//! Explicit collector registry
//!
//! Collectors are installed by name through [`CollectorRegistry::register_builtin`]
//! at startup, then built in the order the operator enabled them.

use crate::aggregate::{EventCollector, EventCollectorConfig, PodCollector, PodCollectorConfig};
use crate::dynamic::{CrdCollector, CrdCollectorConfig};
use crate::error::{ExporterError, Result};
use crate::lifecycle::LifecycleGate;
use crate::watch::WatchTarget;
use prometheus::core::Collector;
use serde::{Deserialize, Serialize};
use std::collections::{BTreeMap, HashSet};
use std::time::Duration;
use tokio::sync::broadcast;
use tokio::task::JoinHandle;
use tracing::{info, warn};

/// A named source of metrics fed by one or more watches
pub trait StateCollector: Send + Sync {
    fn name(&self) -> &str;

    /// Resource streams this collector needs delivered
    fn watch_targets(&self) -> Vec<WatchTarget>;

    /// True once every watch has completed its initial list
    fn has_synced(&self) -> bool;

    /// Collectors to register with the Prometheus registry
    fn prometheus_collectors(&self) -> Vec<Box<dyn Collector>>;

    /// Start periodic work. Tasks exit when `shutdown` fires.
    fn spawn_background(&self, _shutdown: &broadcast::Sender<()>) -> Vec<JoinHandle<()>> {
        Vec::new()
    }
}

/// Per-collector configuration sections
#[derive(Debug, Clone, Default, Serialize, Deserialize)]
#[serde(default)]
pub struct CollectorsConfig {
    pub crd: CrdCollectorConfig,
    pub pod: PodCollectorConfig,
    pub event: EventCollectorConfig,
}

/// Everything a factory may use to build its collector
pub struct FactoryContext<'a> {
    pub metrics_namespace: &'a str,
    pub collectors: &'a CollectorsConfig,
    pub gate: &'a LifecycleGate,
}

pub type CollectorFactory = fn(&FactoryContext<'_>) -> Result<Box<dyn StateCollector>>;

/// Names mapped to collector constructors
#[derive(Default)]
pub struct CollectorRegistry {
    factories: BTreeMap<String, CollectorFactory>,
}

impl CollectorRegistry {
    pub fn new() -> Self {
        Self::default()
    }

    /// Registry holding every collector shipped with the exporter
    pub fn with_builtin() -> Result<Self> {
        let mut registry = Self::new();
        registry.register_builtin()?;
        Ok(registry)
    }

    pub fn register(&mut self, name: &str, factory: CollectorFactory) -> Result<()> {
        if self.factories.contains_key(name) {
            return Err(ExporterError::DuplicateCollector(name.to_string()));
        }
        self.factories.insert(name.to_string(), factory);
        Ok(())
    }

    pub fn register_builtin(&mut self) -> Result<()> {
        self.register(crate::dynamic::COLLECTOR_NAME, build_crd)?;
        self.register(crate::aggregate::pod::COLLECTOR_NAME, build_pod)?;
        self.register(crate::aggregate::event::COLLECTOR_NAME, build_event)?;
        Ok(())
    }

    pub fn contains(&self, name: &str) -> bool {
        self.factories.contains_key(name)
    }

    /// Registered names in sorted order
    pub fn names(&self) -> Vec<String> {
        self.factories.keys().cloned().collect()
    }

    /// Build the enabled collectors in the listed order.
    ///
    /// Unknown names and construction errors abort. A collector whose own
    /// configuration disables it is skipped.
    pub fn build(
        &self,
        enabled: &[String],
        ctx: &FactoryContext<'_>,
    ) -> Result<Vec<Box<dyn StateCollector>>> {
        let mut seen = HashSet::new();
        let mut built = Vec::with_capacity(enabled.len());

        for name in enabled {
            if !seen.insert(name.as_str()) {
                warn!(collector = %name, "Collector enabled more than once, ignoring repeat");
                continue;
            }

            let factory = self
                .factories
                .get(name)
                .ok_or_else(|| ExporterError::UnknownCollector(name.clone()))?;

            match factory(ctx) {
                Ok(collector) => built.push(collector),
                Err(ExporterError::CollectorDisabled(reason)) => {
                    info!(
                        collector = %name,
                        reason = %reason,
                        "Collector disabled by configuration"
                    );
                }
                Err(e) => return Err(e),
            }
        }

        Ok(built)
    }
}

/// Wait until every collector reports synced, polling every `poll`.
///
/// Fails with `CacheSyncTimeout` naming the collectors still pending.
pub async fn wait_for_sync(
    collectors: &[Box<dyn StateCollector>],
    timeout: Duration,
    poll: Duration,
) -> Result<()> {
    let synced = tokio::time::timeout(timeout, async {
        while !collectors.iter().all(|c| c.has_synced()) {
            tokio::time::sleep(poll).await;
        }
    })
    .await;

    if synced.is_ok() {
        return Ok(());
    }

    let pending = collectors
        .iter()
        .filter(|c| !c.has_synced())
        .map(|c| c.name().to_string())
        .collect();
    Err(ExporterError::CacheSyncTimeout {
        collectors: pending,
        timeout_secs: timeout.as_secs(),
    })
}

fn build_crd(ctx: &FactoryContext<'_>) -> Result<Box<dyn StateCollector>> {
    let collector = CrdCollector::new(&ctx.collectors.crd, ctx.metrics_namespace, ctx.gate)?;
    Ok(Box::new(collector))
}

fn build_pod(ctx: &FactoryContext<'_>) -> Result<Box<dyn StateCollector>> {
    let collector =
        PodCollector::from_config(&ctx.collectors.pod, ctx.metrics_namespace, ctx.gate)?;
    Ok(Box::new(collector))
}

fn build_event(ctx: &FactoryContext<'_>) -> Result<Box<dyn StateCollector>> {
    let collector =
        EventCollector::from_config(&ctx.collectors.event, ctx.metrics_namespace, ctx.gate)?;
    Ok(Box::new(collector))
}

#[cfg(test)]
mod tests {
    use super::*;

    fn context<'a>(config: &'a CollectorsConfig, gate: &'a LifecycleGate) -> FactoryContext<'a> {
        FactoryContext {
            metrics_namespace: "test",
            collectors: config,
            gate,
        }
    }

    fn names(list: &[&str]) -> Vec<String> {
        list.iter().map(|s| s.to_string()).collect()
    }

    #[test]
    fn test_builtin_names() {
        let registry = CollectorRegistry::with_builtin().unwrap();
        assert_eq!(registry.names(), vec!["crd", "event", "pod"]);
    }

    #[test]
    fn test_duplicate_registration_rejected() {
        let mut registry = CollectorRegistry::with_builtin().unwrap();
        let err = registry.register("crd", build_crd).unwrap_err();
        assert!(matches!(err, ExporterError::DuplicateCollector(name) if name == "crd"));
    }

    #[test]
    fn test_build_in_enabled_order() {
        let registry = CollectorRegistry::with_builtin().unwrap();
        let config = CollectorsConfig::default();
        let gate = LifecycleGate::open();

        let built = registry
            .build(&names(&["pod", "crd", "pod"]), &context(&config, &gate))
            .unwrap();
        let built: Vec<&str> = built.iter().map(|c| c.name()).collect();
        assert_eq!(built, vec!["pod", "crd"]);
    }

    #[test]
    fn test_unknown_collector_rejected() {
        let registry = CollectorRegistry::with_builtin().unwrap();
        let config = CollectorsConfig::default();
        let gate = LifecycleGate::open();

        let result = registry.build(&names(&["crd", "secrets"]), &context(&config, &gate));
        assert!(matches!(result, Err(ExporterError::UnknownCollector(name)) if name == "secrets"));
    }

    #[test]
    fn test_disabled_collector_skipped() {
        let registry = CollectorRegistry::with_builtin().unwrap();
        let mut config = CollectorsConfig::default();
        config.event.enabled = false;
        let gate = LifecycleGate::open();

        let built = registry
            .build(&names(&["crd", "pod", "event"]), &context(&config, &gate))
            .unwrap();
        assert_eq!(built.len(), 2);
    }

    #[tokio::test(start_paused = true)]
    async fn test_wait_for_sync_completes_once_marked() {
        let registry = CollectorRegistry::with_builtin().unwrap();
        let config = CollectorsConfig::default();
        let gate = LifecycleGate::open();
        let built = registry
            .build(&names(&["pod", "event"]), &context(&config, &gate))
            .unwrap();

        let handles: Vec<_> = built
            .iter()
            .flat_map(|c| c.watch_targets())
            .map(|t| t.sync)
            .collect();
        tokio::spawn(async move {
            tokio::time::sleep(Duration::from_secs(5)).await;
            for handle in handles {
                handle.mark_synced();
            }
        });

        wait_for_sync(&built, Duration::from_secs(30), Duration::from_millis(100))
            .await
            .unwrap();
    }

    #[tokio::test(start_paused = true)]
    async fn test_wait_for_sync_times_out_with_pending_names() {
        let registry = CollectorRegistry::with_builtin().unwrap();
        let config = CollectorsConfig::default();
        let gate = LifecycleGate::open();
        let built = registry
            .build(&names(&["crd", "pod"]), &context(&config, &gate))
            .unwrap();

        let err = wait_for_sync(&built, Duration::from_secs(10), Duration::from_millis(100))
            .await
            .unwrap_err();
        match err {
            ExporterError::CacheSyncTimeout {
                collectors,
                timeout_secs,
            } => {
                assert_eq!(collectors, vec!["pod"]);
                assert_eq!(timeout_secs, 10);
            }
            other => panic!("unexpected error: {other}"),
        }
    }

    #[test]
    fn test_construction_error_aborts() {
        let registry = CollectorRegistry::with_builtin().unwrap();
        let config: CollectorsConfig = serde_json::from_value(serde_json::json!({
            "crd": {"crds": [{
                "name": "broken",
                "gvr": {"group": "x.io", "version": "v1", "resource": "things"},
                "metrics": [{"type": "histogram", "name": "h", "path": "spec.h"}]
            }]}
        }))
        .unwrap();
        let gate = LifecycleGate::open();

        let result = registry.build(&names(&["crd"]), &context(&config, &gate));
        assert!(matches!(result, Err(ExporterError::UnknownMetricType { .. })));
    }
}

**ACTIVITY:** Gather up every line from the listing above in which the word "PodCollectorConfig" occurs.

**OUTPUT OF THE EXERCISE:**
use crate::aggregate::{EventCollector, EventCollectorConfig, PodCollector, PodCollectorConfig};
    pub pod: PodCollectorConfig,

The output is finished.